(Records from a data source)
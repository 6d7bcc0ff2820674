//! arduino-manager - Download, install and run the Arduino IDE
//!
//! An embeddable controller that resolves a version spec against the
//! published catalog, downloads the matching platform archive from the
//! mirror list, extracts it and exposes the resulting binary:
//!
//! ```no_run
//! use arduino_manager::{Arduino, Options};
//!
//! # async fn example() -> arduino_manager::Result<()> {
//! let arduino = Arduino::new(Options {
//!     version: "1.8.19".to_string(),
//!     ..Options::default()
//! })?;
//!
//! arduino.load().await?;
//! let outcome = arduino.run(["--verify", "sketch.ino"]).await?;
//! println!("exit code: {:?}", outcome.code);
//! arduino.unload().await?;
//! # Ok(())
//! # }
//! ```

mod arduino;
mod error;
mod installer;
mod mirrors;
mod platform;
mod resolver;

pub use arduino::{Arduino, Options, ProcessOutcome};
pub use error::{Error, Result};
pub use installer::{BinInstaller, DownloadSource, InstallOptions};
pub use mirrors::{
    BinaryLocation, BinaryVariant, Mirror, MirrorTable, SplashAsset, MIN_SUPPORTED_VERSION,
    VERSION_LIST_ENDPOINT,
};
pub use platform::{Arch, Os, Platform};
pub use resolver::{sanitize, VersionResolver, LATEST};
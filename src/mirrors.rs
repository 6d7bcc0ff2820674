//! Static mirror and splash-screen tables
//!
//! The download mirrors are keyed by OS (and architecture where the mirrors
//! distinguish one), with a `{{version}}` placeholder in every URL template.
//! Historical macOS builds moved the runnable binary inside the archive, so
//! that entry carries an ordered list of version-range variants instead of a
//! single path.

use semver::{Version, VersionReq};

use crate::error::{Error, Result};
use crate::platform::{Arch, Os, Platform};

/// Endpoint returning the comma-separated catalog of published versions.
pub const VERSION_LIST_ENDPOINT: &str = "https://arduino-cli.github.io/arduino-version/list";

/// Oldest release that understands command-line flags.
pub const MIN_SUPPORTED_VERSION: &str = "1.5.2";

const DOWNLOAD_BASE: &str = "https://github.com/arduino-cli/arduino-version/releases/download";

/// Where the runnable binary lives inside an extracted archive.
#[derive(Debug, Clone)]
pub enum BinaryLocation {
    /// Same relative path for every version.
    Fixed(String),
    /// Ordered variants; the first whose range contains the resolved
    /// version wins.
    Versioned(Vec<BinaryVariant>),
}

#[derive(Debug, Clone)]
pub struct BinaryVariant {
    pub path: String,
    pub range: VersionReq,
}

#[derive(Debug, Clone)]
pub struct Mirror {
    pub os: Os,
    /// `None` means the mirror serves every architecture of that OS.
    pub arch: Option<Arch>,
    pub url_template: String,
    pub location: BinaryLocation,
}

impl Mirror {
    /// Pick the binary path for a resolved version. Paths may carry the
    /// same `{{version}}` placeholder as URL templates.
    pub fn binary_path(&self, version: &Version) -> Result<String> {
        let path = match &self.location {
            BinaryLocation::Fixed(path) => path.clone(),
            BinaryLocation::Versioned(variants) => variants
                .iter()
                .find(|v| v.range.matches(version))
                .map(|v| v.path.clone())
                .ok_or_else(|| {
                    Error::Configuration(format!(
                        "no binary variant covers version {} for {}",
                        version, self.os
                    ))
                })?,
        };
        Ok(expand_template(&path, version))
    }

    pub fn url(&self, version: &Version) -> String {
        expand_template(&self.url_template, version)
    }
}

/// Cosmetic file deleted after extraction; the IDE shows it even in
/// command-line mode on these platforms.
#[derive(Debug, Clone)]
pub struct SplashAsset {
    pub os: Os,
    pub path: String,
}

/// Immutable mirror configuration: version-list endpoint, download mirrors
/// and splash assets.
#[derive(Debug, Clone)]
pub struct MirrorTable {
    pub list_url: String,
    pub mirrors: Vec<Mirror>,
    pub splash: Vec<SplashAsset>,
}

impl MirrorTable {
    /// The compiled-in table for the official Arduino IDE mirrors.
    pub fn official() -> Self {
        let template = |suffix: &str| {
            format!(
                "{}/{{{{version}}}}/arduino-{{{{version}}}}-{}.zip",
                DOWNLOAD_BASE, suffix
            )
        };

        MirrorTable {
            list_url: VERSION_LIST_ENDPOINT.to_string(),
            mirrors: vec![
                Mirror {
                    os: Os::Windows,
                    arch: None,
                    url_template: template("windows"),
                    location: BinaryLocation::Fixed("arduino_debug.exe".to_string()),
                },
                Mirror {
                    os: Os::MacOs,
                    arch: None,
                    url_template: template("macosx"),
                    location: BinaryLocation::Versioned(vec![
                        BinaryVariant {
                            path: "Contents/MacOS/Arduino".to_string(),
                            range: VersionReq::parse(">=1.6.0")
                                .expect("built-in version range"),
                        },
                        BinaryVariant {
                            path: "Contents/MacOS/JavaAppLauncher".to_string(),
                            range: VersionReq::parse("<=1.5.8")
                                .expect("built-in version range"),
                        },
                    ]),
                },
                Mirror {
                    os: Os::Linux,
                    arch: Some(Arch::X86),
                    url_template: template("linux32"),
                    location: BinaryLocation::Fixed("arduino".to_string()),
                },
                Mirror {
                    os: Os::Linux,
                    arch: Some(Arch::X64),
                    url_template: template("linux64"),
                    location: BinaryLocation::Fixed("arduino".to_string()),
                },
                Mirror {
                    os: Os::Linux,
                    arch: Some(Arch::Arm),
                    url_template: template("linuxarm"),
                    location: BinaryLocation::Fixed("arduino".to_string()),
                },
            ],
            splash: vec![
                SplashAsset {
                    os: Os::Windows,
                    path: "lib/splash.png".to_string(),
                },
                SplashAsset {
                    os: Os::MacOs,
                    path: "Contents/Java/lib/splash.png".to_string(),
                },
            ],
        }
    }

    /// Reject structurally broken tables up front instead of discovering
    /// the defect halfway through an install.
    pub fn validate(&self) -> Result<()> {
        if self.list_url.is_empty() {
            return Err(Error::Configuration(
                "version list endpoint is empty".to_string(),
            ));
        }
        if self.mirrors.is_empty() {
            return Err(Error::Configuration("mirror table is empty".to_string()));
        }
        for mirror in &self.mirrors {
            if !mirror.url_template.contains("{{version}}") {
                return Err(Error::Configuration(format!(
                    "mirror URL for {} is missing the {{{{version}}}} placeholder: {}",
                    mirror.os, mirror.url_template
                )));
            }
            if let BinaryLocation::Versioned(variants) = &mirror.location {
                if variants.is_empty() {
                    return Err(Error::Configuration(format!(
                        "mirror for {} declares an empty variant list",
                        mirror.os
                    )));
                }
            }
        }
        Ok(())
    }

    /// The mirror whose binary path applies to the given platform.
    pub fn mirror_for(&self, platform: &Platform) -> Result<&Mirror> {
        self.mirrors
            .iter()
            .find(|m| m.os == platform.os && m.arch.map_or(true, |a| a == platform.arch))
            .ok_or_else(|| {
                Error::Configuration(format!("no download mirror for platform {}", platform))
            })
    }

    /// Splash assets applying to the given OS.
    pub fn splash_for(&self, os: Os) -> impl Iterator<Item = &SplashAsset> {
        self.splash.iter().filter(move |s| s.os == os)
    }
}

impl Default for MirrorTable {
    fn default() -> Self {
        Self::official()
    }
}

/// Substitute every `{{version}}` occurrence in a URL template.
pub fn expand_template(template: &str, version: &Version) -> String {
    template.replace("{{version}}", &version.to_string())
}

** WORK REQUEST **
Word for word, repeat every entry listed above.

** OUTPUT OF THE EXERCISE **
repository 6d7bcc0ff2820674
//! arduino-manager - Download, install and run the Arduino IDE
//!
//! An embeddable controller that resolves a version spec against the
//! published catalog, downloads the matching platform archive from the
//! mirror list, extracts it and exposes the resulting binary:
//!
//! ```no_run
//! use arduino_manager::{Arduino, Options};
//!
//! # async fn example() -> arduino_manager::Result<()> {
//! let arduino = Arduino::new(Options {
//!     version: "1.8.19".to_string(),
//!     ..Options::default()
//! })?;
//!
//! arduino.load().await?;
//! let outcome = arduino.run(["--verify", "sketch.ino"]).await?;
//! println!("exit code: {:?}", outcome.code);
//! arduino.unload().await?;
//! # Ok(())
//! # }
//! ```

mod arduino;
mod error;
mod installer;
mod mirrors;
mod platform;
mod resolver;

pub use arduino::{Arduino, Options, ProcessOutcome};
pub use error::{Error, Result};
pub use installer::{BinInstaller, DownloadSource, InstallOptions};
pub use mirrors::{
    BinaryLocation, BinaryVariant, Mirror, MirrorTable, SplashAsset, MIN_SUPPORTED_VERSION,
    VERSION_LIST_ENDPOINT,
};
pub use platform::{Arch, Os, Platform};
pub use resolver::{sanitize, VersionResolver, LATEST};
filename src/mirrors.rs
repository 6d7bcc0ff2820674
//! Static mirror and splash-screen tables
//!
//! The download mirrors are keyed by OS (and architecture where the mirrors
//! distinguish one), with a `{{version}}` placeholder in every URL template.
//! Historical macOS builds moved the runnable binary inside the archive, so
//! that entry carries an ordered list of version-range variants instead of a
//! single path.

use semver::{Version, VersionReq};

use crate::error::{Error, Result};
use crate::platform::{Arch, Os, Platform};

/// Endpoint returning the comma-separated catalog of published versions.
pub const VERSION_LIST_ENDPOINT: &str = "https://arduino-cli.github.io/arduino-version/list";

/// Oldest release that understands command-line flags.
pub const MIN_SUPPORTED_VERSION: &str = "1.5.2";

const DOWNLOAD_BASE: &str = "https://github.com/arduino-cli/arduino-version/releases/download";

/// Where the runnable binary lives inside an extracted archive.
#[derive(Debug, Clone)]
pub enum BinaryLocation {
    /// Same relative path for every version.
    Fixed(String),
    /// Ordered variants; the first whose range contains the resolved
    /// version wins.
    Versioned(Vec<BinaryVariant>),
}

#[derive(Debug, Clone)]
pub struct BinaryVariant {
    pub path: String,
    pub range: VersionReq,
}

#[derive(Debug, Clone)]
pub struct Mirror {
    pub os: Os,
    /// `None` means the mirror serves every architecture of that OS.
    pub arch: Option<Arch>,
    pub url_template: String,
    pub location: BinaryLocation,
}

impl Mirror {
    /// Pick the binary path for a resolved version. Paths may carry the
    /// same `{{version}}` placeholder as URL templates.
    pub fn binary_path(&self, version: &Version) -> Result<String> {
        let path = match &self.location {
            BinaryLocation::Fixed(path) => path.clone(),
            BinaryLocation::Versioned(variants) => variants
                .iter()
                .find(|v| v.range.matches(version))
                .map(|v| v.path.clone())
                .ok_or_else(|| {
                    Error::Configuration(format!(
                        "no binary variant covers version {} for {}",
                        version, self.os
                    ))
                })?,
        };
        Ok(expand_template(&path, version))
    }

    pub fn url(&self, version: &Version) -> String {
        expand_template(&self.url_template, version)
    }
}

/// Cosmetic file deleted after extraction; the IDE shows it even in
/// command-line mode on these platforms.
#[derive(Debug, Clone)]
pub struct SplashAsset {
    pub os: Os,
    pub path: String,
}

/// Immutable mirror configuration: version-list endpoint, download mirrors
/// and splash assets.
#[derive(Debug, Clone)]
pub struct MirrorTable {
    pub list_url: String,
    pub mirrors: Vec<Mirror>,
    pub splash: Vec<SplashAsset>,
}

impl MirrorTable {
    /// The compiled-in table for the official Arduino IDE mirrors.
    pub fn official() -> Self {
        let template = |suffix: &str| {
            format!(
                "{}/{{{{version}}}}/arduino-{{{{version}}}}-{}.zip",
                DOWNLOAD_BASE, suffix
            )
        };

        MirrorTable {
            list_url: VERSION_LIST_ENDPOINT.to_string(),
            mirrors: vec![
                Mirror {
                    os: Os::Windows,
                    arch: None,
                    url_template: template("windows"),
                    location: BinaryLocation::Fixed("arduino_debug.exe".to_string()),
                },
                Mirror {
                    os: Os::MacOs,
                    arch: None,
                    url_template: template("macosx"),
                    location: BinaryLocation::Versioned(vec![
                        BinaryVariant {
                            path: "Contents/MacOS/Arduino".to_string(),
                            range: VersionReq::parse(">=1.6.0")
                                .expect("built-in version range"),
                        },
                        BinaryVariant {
                            path: "Contents/MacOS/JavaAppLauncher".to_string(),
                            range: VersionReq::parse("<=1.5.8")
                                .expect("built-in version range"),
                        },
                    ]),
                },
                Mirror {
                    os: Os::Linux,
                    arch: Some(Arch::X86),
                    url_template: template("linux32"),
                    location: BinaryLocation::Fixed("arduino".to_string()),
                },
                Mirror {
                    os: Os::Linux,
                    arch: Some(Arch::X64),
                    url_template: template("linux64"),
                    location: BinaryLocation::Fixed("arduino".to_string()),
                },
                Mirror {
                    os: Os::Linux,
                    arch: Some(Arch::Arm),
                    url_template: template("linuxarm"),
                    location: BinaryLocation::Fixed("arduino".to_string()),
                },
            ],
            splash: vec![
                SplashAsset {
                    os: Os::Windows,
                    path: "lib/splash.png".to_string(),
                },
                SplashAsset {
                    os: Os::MacOs,
                    path: "Contents/Java/lib/splash.png".to_string(),
                },
            ],
        }
    }

    /// Reject structurally broken tables up front instead of discovering
    /// the defect halfway through an install.
    pub fn validate(&self) -> Result<()> {
        if self.list_url.is_empty() {
            return Err(Error::Configuration(
                "version list endpoint is empty".to_string(),
            ));
        }
        if self.mirrors.is_empty() {
            return Err(Error::Configuration("mirror table is empty".to_string()));
        }
        for mirror in &self.mirrors {
            if !mirror.url_template.contains("{{version}}") {
                return Err(Error::Configuration(format!(
                    "mirror URL for {} is missing the {{{{version}}}} placeholder: {}",
                    mirror.os, mirror.url_template
                )));
            }
            if let BinaryLocation::Versioned(variants) = &mirror.location {
                if variants.is_empty() {
                    return Err(Error::Configuration(format!(
                        "mirror for {} declares an empty variant list",
                        mirror.os
                    )));
                }
            }
        }
        Ok(())
    }

    /// The mirror whose binary path applies to the given platform.
    pub fn mirror_for(&self, platform: &Platform) -> Result<&Mirror> {
        self.mirrors
            .iter()
            .find(|m| m.os == platform.os && m.arch.map_or(true, |a| a == platform.arch))
            .ok_or_else(|| {
                Error::Configuration(format!("no download mirror for platform {}", platform))
            })
    }

    /// Splash assets applying to the given OS.
    pub fn splash_for(&self, os: Os) -> impl Iterator<Item = &SplashAsset> {
        self.splash.iter().filter(move |s| s.os == os)
    }
}

impl Default for MirrorTable {
    fn default() -> Self {
        Self::official()
    }
}

/// Substitute every `{{version}}` occurrence in a URL template.
pub fn expand_template(template: &str, version: &Version) -> String {
    template.replace("{{version}}", &version.to_string())
}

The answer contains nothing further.